A few Bible snippets for your consideration: 

“When a stranger resides with you in your land, you shall not do him wrong. You shall treat the stranger who resides with you as the native among you, and you shall love him as yourself, for you were strangers in the land of Egypt; I am the Lord your God.” Leviticus 19: 33-34

“For I was hungry and you gave me food, I was thirsty and you gave me drink, I was a stranger, and you welcomed me…” Matthew 25:35

“The King will reply, ‘Truly I tell you, whatever you did for one of the least of these brothers and sisters of mine, you did for me.” Matthew 25: 40. 

“And people will come from east and west, from north and south, and recline at the table in the kingdom of God.” Luke 13:29.

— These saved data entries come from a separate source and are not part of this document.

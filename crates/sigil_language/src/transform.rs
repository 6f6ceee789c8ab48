//! The transformer table.
//!
//! Transformers are higher-order tokens: each takes one or two function
//! values (function-A, and function-B for the parallel forms) and rewrites
//! their stack-interaction behavior instead of computing a value directly.

use std::collections::HashMap;

use sigil_foundation::{Error, Result, SgFn, Value};

use crate::interp::Interp;

type ApplyFn = fn(&mut Interp<'_>, &SgFn, Option<&SgFn>) -> Result<()>;

/// One transformer rule.
pub struct Transformer {
    /// How many function values the token takes (1 or 2).
    pub operands: u8,
    apply: ApplyFn,
}

/// Static token → transformer mapping.
pub struct TransformerSet {
    entries: HashMap<&'static str, Transformer>,
}

impl TransformerSet {
    /// Builds the transformer table.
    ///
    /// # Errors
    ///
    /// Returns `MalformedTable` on duplicate registration.
    pub fn new() -> Result<Self> {
        let mut set = Self {
            entries: HashMap::new(),
        };
        set.insert("⁽", 1, identity_capture)?;
        set.insert("v", 1, vectorize)?;
        set.insert("&", 1, register_apply)?;
        set.insert("~", 1, non_popping_apply)?;
        set.insert("ß", 1, conditional_apply)?;
        set.insert("₌", 2, parallel_apply)?;
        set.insert("₍", 2, parallel_apply_pair)?;
        Ok(set)
    }

    fn insert(&mut self, token: &'static str, operands: u8, apply: ApplyFn) -> Result<()> {
        if self
            .entries
            .insert(token, Transformer { operands, apply })
            .is_some()
        {
            return Err(Error::malformed_table(format!(
                "duplicate transformer token {token:?}"
            )));
        }
        Ok(())
    }

    /// Looks up a transformer by token.
    #[must_use]
    pub fn get(&self, token: &str) -> Option<&Transformer> {
        self.entries.get(token)
    }

    /// Whether the token is a transformer.
    #[must_use]
    pub fn contains(&self, token: &str) -> bool {
        self.entries.contains_key(token)
    }

    /// The registered tokens.
    pub fn tokens(&self) -> impl Iterator<Item = &'static str> + '_ {
        self.entries.keys().copied()
    }
}

/// Applies a transformer to its function value(s), mutating shared state.
///
/// # Errors
///
/// `UnknownToken` for an unregistered token; `TypeMismatch` when an
/// operand is not a function value (never silently coerced).
pub fn apply_transformer(
    interp: &mut Interp<'_>,
    token: &str,
    function_a: &Value,
    function_b: Option<&Value>,
) -> Result<()> {
    let tables = interp.tables;
    let Some(transformer) = tables.transformer(token) else {
        return Err(Error::unknown_token(token));
    };
    let a = function_a.expect_fn()?.clone();
    let b = match function_b {
        Some(value) => Some(value.expect_fn()?.clone()),
        None => None,
    };
    if transformer.operands == 2 && b.is_none() {
        return Err(Error::internal(format!(
            "transformer {token:?} requires two functions"
        )));
    }
    (transformer.apply)(interp, &a, b.as_ref())
}

// `⁽`: push function-A itself as a first-class value, no invocation.
fn identity_capture(interp: &mut Interp<'_>, a: &SgFn, _b: Option<&SgFn>) -> Result<()> {
    interp.env.stack.push(Value::Fn(a.clone()));
    Ok(())
}

// `v`: invoke function-A elementwise over sequence operands (scalars
// broadcast), or once when every operand is scalar.
fn vectorize(interp: &mut Interp<'_>, a: &SgFn, _b: Option<&SgFn>) -> Result<()> {
    let needed = usize::from(a.arity().max(1));
    let operands = pop_batch(interp, needed)?;

    let lists: Vec<Option<Vec<Value>>> = operands
        .iter()
        .map(|v| v.as_list().map(|l| l.materialize().into_iter().collect()))
        .collect();
    if lists.iter().all(Option::is_none) {
        let result = interp.invoke_value(a, operands)?;
        interp.env.stack.push(result);
        return Ok(());
    }

    let len = lists
        .iter()
        .filter_map(|l| l.as_ref().map(Vec::len))
        .min()
        .unwrap_or(0);
    let mut results = Vec::with_capacity(len);
    for i in 0..len {
        let tuple: Vec<Value> = operands
            .iter()
            .zip(&lists)
            .map(|(scalar, list)| match list {
                Some(items) => items[i].clone(),
                None => scalar.clone(),
            })
            .collect();
        results.push(interp.invoke_value(a, tuple)?);
    }
    interp.env.stack.push(Value::list(results));
    Ok(())
}

// `&`: invoke function-A against the stack, storing its result in the
// register instead of pushing it.
fn register_apply(interp: &mut Interp<'_>, a: &SgFn, _b: Option<&SgFn>) -> Result<()> {
    let operands = pop_batch(interp, usize::from(a.arity()))?;
    let result = interp.invoke_value(a, operands)?;
    interp.env.register = result;
    Ok(())
}

// `~`: invoke function-A, then restore its operands beneath the result.
fn non_popping_apply(interp: &mut Interp<'_>, a: &SgFn, _b: Option<&SgFn>) -> Result<()> {
    let operands = pop_batch(interp, usize::from(a.arity()))?;
    let produced = interp.invoke(a, operands.clone())?;
    interp.env.stack.extend(operands);
    interp.env.stack.extend(produced);
    Ok(())
}

// `ß`: pop a flag; invoke function-A only when it is truthy. On a falsy
// flag the stack is left exactly as after the flag pop. A grabbed bare
// element runs inline, so conditional recursion composes.
fn conditional_apply(interp: &mut Interp<'_>, a: &SgFn, _b: Option<&SgFn>) -> Result<()> {
    let flag = interp.env.pop()?;
    if flag.is_truthy() {
        interp.apply_to_stack(a)?;
    }
    Ok(())
}

// `₌`: invoke function-A and function-B against independent copies of the
// same operands and push both results.
fn parallel_apply(interp: &mut Interp<'_>, a: &SgFn, b: Option<&SgFn>) -> Result<()> {
    let (ra, rb) = parallel_results(interp, a, b)?;
    interp.env.stack.push(ra);
    interp.env.stack.push(rb);
    Ok(())
}

// `₍`: like `₌`, but the two results are paired into one record value.
fn parallel_apply_pair(interp: &mut Interp<'_>, a: &SgFn, b: Option<&SgFn>) -> Result<()> {
    let (ra, rb) = parallel_results(interp, a, b)?;
    interp.env.stack.push(Value::pair(ra, rb));
    Ok(())
}

fn parallel_results(
    interp: &mut Interp<'_>,
    a: &SgFn,
    b: Option<&SgFn>,
) -> Result<(Value, Value)> {
    let b = b.ok_or_else(|| Error::internal("parallel transformer requires two functions"))?;
    let needed = usize::from(a.arity().max(b.arity()));
    let batch = pop_batch(interp, needed)?;
    // Each function sees the topmost operands it declares, in stack order.
    let slice_for = |arity: u8| batch[batch.len() - usize::from(arity)..].to_vec();
    let ra = interp.invoke_value(a, slice_for(a.arity()))?;
    let rb = interp.invoke_value(b, slice_for(b.arity()))?;
    Ok((ra, rb))
}

// Pops `needed` values as one batch, in stack order (bottom to top).
fn pop_batch(interp: &mut Interp<'_>, needed: usize) -> Result<Vec<Value>> {
    let depth = interp.env.stack.len();
    if depth < needed {
        return Err(Error::underflow(needed, depth));
    }
    Ok(interp.env.stack.split_off(depth - needed))
}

“Teacher, which is the greatest commandment in the Law?” Jesus replied: “‘Love the Lord your God with all your heart and with all your soul and with all your mind.’[a] 38 This is the first and greatest commandment. 39 And the second is like it: ‘Love your neighbor as yourself.’[b] 40 All the Law and the Prophets hang on these two commandments.” Matthew 22:36-40

“Thus says the Lord of hosts, Render true judgments, show kindness and mercy to one another, do not oppress the widow, the fatherless, the foreigner, or the poor, and let none of you devise evil against another in your heart.” Zechariah 7: 9-10

“For God so loved the world that he gave his one and only Son, so that whoever believes in him shall not perish but have everlasting life.” John 3:16

These are only a few of the many verses that suggest that Jesus would treat undocumented immigrants (and all people) with compassion. Grace. Open arms. Offers of assistance. Genuine concern. Joyful welcome.

When God loved the world, he didn’t just mean America. When he told us to love our neighbor, he wasn’t referring solely to the upper-middle class individuals who were raised in our hometown, attend the same church, and hold exactly the same political and social opinions.

I’m pretty sure Jesus would wrap his arms around José and say, “You’re my child. Come on over. Let me share these loaves with you.”